A few moves get a bearing-failure claim torn apart.

First, dropping the word “premature.” Saying “36% of bearings fail from lubrication” badly overstates the claim, because most bearings do not fail early at all. The accurate version is “36% of premature failures.”

Second, treating one manufacturer’s split as universal. SKF’s 36/34/16/14 is SKF’s data. Other makers and studies report different numbers, and the split shifts by industry. Pulp and paper looks nothing like a clean assembly plant.

Third, stacking framings. Quoting SKF’s 36% lubrication category and then adding a broader 80% lubrication-related claim in the same breath double-counts and confuses people. Pick one circle around “lubrication.”

Fourth, using L10 claims loosely. “Only 10% of bearings reach their design life” is a provocative line, but it’s an expert estimate rather than a controlled study, and it answers a different question than how bearings actually fail.

Methodology

This article separates well-attributed bearing failure figures from the looser ones.

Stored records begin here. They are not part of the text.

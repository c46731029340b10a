//! Store model handle consumed by both builders.
//!
//! Values arriving from a query string are untyped text. The model knows the
//! storage type of each path and turns marker-stripped operands into the bson
//! value the store will compare against.

use bson::Bson;
use bson::oid::ObjectId;
use chrono::{DateTime, NaiveDate};
use serde::{Deserialize, Serialize};
use std::collections::BTreeMap;
use std::sync::Arc;

#[derive(Debug, Clone, Copy, PartialEq, Eq, Serialize, Deserialize)]
#[serde(rename_all = "lowercase")]
pub enum FieldKind {
    String,
    Number,
    Boolean,
    Date,
    ObjectId,
}

pub trait Model: Send + Sync {
    /// Collection the unfiltered query starts from.
    fn collection_name(&self) -> &str;

    fn field_kind(&self, path: &str) -> Option<FieldKind>;

    fn cast(&self, path: &str, raw: &str) -> Bson {
        cast_value(self.field_kind(path), raw)
    }
}

impl<M: Model + ?Sized> Model for Arc<M> {
    fn collection_name(&self) -> &str {
        (**self).collection_name()
    }

    fn field_kind(&self, path: &str) -> Option<FieldKind> {
        (**self).field_kind(path)
    }

    fn cast(&self, path: &str, raw: &str) -> Bson {
        (**self).cast(path, raw)
    }
}

/// Interprets a string operand as `kind`. Operands that do not parse stay
/// strings; rejecting them is the store's job.
#[must_use]
pub fn cast_value(kind: Option<FieldKind>, raw: &str) -> Bson {
    let text = raw.trim();
    let cast = match kind {
        Some(FieldKind::Number) => cast_number(text),
        Some(FieldKind::Boolean) => match text.to_ascii_lowercase().as_str() {
            "true" | "1" => Some(Bson::Boolean(true)),
            "false" | "0" => Some(Bson::Boolean(false)),
            _ => None,
        },
        Some(FieldKind::Date) => cast_date(text),
        Some(FieldKind::ObjectId) => ObjectId::parse_str(text).ok().map(Bson::ObjectId),
        Some(FieldKind::String) | None => None,
    };
    cast.unwrap_or_else(|| Bson::String(raw.to_owned()))
}

fn cast_number(text: &str) -> Option<Bson> {
    if let Ok(i) = text.parse::<i64>() {
        return Some(Bson::Int64(i));
    }
    text.parse::<f64>().ok().filter(|f| f.is_finite()).map(Bson::Double)
}

fn cast_date(text: &str) -> Option<Bson> {
    if let Ok(dt) = DateTime::parse_from_rfc3339(text) {
        return Some(Bson::DateTime(bson::DateTime::from_millis(dt.timestamp_millis())));
    }
    let day = NaiveDate::parse_from_str(text, "%Y-%m-%d").ok()?;
    let millis = day.and_hms_opt(0, 0, 0)?.and_utc().timestamp_millis();
    Some(Bson::DateTime(bson::DateTime::from_millis(millis)))
}

/// Declarative model: a collection name and the kind of each storage path.
#[derive(Debug, Clone, Default, PartialEq, Eq, Serialize, Deserialize)]
pub struct Schema {
    pub collection: String,
    #[serde(default)]
    pub fields: BTreeMap<String, FieldKind>,
}

impl Schema {
    pub fn new(collection: impl Into<String>) -> Self {
        Self { collection: collection.into(), fields: BTreeMap::new() }
    }

    #[must_use]
    pub fn field(mut self, path: impl Into<String>, kind: FieldKind) -> Self {
        self.fields.insert(path.into(), kind);
        self
    }
}

impl Model for Schema {
    fn collection_name(&self) -> &str {
        &self.collection
    }

    fn field_kind(&self, path: &str) -> Option<FieldKind> {
        self.fields.get(path).copied()
    }
}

The 36/34/16/14 breakdown comes from SKF’s own bearing failure training materials, and it describes premature failures specifically. The six-mode failure classification comes from ISO 15243:2017, which defines damage modes but assigns no cause percentages.

The broader lubrication-related figures, cited as high as 80%, come from the tribology and lubrication-engineering literature, and depend heavily on how broadly “lubrication-related” is defined. The water-in-oil figures come from full-scale bearing fatigue testing first published by Cantley in 1977.

Figures that trace to a single expert estimate or a single study, including the L10 “reach design life” claims, are rated lower and flagged as directional. Where a figure describes premature failures rather than all bearings, that scope is stated.

Bottom Line

The exact percentages matter less than the pattern, and the pattern is consistent: most premature bearing failures are preventable, and lubrication sits at or near the top of the percentage breakdowns cited here.

Cite the 36% when you mean SKF’s defined lubrication category for premature failures. Cite the 60% to 80% when you mean the broader lubrication-related framing. Just name which one, and never drop the word “premature” when you are using SKF’s split.

Get those right, and the statistics make your case. Get them wrong, and they hand the skeptic in the room an easy win.